Battling addiction is difficult.

Contending with pain is challenging. For those who must confront both at the same time, the stakes are raised that much higher.

Take, for example, an individual who has had chronic back pain for years since a spinal surgery. The pain has lessened, but cannot be ignored. This same person has a history of alcohol abuse. More recently, in order to handle the ambient pain, he has increased his alcohol consumption. His family, deeply concerned, recommends he check himself into a rehab facility.

The individual commits to rehab, but his chronic pain continues. He knows alcohol is no longer an appropriate escape valve. How should he proceed?

When substance use disorder and pain meet, what are healthy options to handle that pain? This article sheds some light on this difficult subject and presents sources for additional information.

Acute vs. Chronic Pain

Medical professionals differentiate between acute and chronic when talking about pain. It is important to understand the distinction between the two, especially when substance misuse and recovery is involved.

According to, acute pain “is provoked by a specific disease or injury, serves a useful biologic purpose, is associated with skeletal muscle spasm and sympathetic nervous system activation, and is self-limited.”
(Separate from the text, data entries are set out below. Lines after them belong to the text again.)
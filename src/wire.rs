//! JSON bodies exchanged between the sampler and the aggregator.

use serde::{Deserialize, Serialize};

use crate::stats::PingAck;

/// Body of `POST /ping`.
///
/// Every field is optional on the wire so a missing `clientId` can be
/// reported as a 400 with a message rather than a body rejection.
#[derive(Debug, Clone, Default, PartialEq, Serialize, Deserialize)]
#[serde(rename_all = "camelCase")]
pub struct PingRequest {
    #[serde(default, alias = "client_id")]
    pub client_id: Option<String>,

    /// Sampler clock reading taken just before sending (ms).
    #[serde(default)]
    pub timestamp: Option<f64>,
}

/// Body of a successful `POST /ping` response.
#[derive(Debug, Clone, PartialEq, Serialize, Deserialize)]
#[serde(rename_all = "camelCase")]
pub struct PongResponse {
    pub status: String,
    pub client_id: String,
    pub server_timestamp: f64,
    /// Omitted when the ping carried no timestamp.
    #[serde(default, skip_serializing_if = "Option::is_none")]
    pub client_timestamp: Option<f64>,
}

impl From<PingAck> for PongResponse {
    fn from(ack: PingAck) -> Self {
        Self {
            status: "pong".into(),
            client_id: ack.client_id,
            server_timestamp: ack.server_timestamp,
            client_timestamp: ack.client_timestamp,
        }
    }
}

#[cfg(test)]
mod tests {
    use super::*;

    #[test]
    fn snake_case_client_id_is_accepted() {
        let req: PingRequest =
            serde_json::from_str(r#"{"client_id":"abc","timestamp":12.5}"#).unwrap();
        assert_eq!(req.client_id.as_deref(), Some("abc"));
        assert_eq!(req.timestamp, Some(12.5));
    }

    #[test]
    fn missing_fields_deserialize_as_none() {
        let req: PingRequest = serde_json::from_str("{}").unwrap();
        assert_eq!(req, PingRequest::default());
    }

    #[test]
    fn pong_omits_absent_client_timestamp() {
        let pong = PongResponse {
            status: "pong".into(),
            client_id: "abc".into(),
            server_timestamp: 10.0,
            client_timestamp: None,
        };
        let json = serde_json::to_value(&pong).unwrap();
        assert!(json.get("clientTimestamp").is_none());

        let back: PongResponse = serde_json::from_value(json).unwrap();
        assert_eq!(back.client_timestamp, None);
    }
}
On the other hand, chronic pain “may be considered a disease state. It is pain that outlasts the normal time of healing, if associated with a disease or injury.”

Both varieties present their challenges. In consultations with a doctor or another practitioner, be sure to confirm which pain type you or your loved one is experiencing.

When Pain Management Is Needed

Being in recovery does not completely discount the possibility of using traditional pain management methods. There are scenarios in which, with proper precautions, it is admissible to enter into a pain relief regimen including opioids. After an injury or surgery, the use of pain medication may be advised. Nonetheless, individuals in this situation should proceed with care. Precautions include:

  • Be sure to divulge to your doctor about being in recovery. This will impact the type of care you receive.
  • Ask what to expect during the healing process. Sometimes increased pain will surface, but that does not necessarily mean additional medication is the right response.
  • Take only medications that have been prescribed by a doctor.
  • Avoid adding over-the-counter (OTC) or herbal supplements to the pain medications the doctor has prescribed.
  • Find a loved one to be in charge of dispensing prescription medications.
  • Stop taking the pain medication as soon as possible—and in consideration of the doctor’s recommendation.

In situations outside of those mentioned above (or in the rare case of a doctor’s recommendation), the risks associated with pain medication and recovery are high. Someone in recovery is already in a vulnerable state. The introduction of medication has an increased chance of triggering an old addiction—or initiating a new one.

The Medication-Free Approach

Any alternative to opioid-based management should be accompanied by behavioral therapy.

The VA Center for Clinical Management Research in Ann Arbor and the University of Michigan Addiction Center collaborated to pilot the ImPAT (Improving Pain during Addiction Treatment) approach. This method of pain management for people in addiction recovery functions completely without medication. A dedicated combination of behavioral therapy and social support have already shown great promise.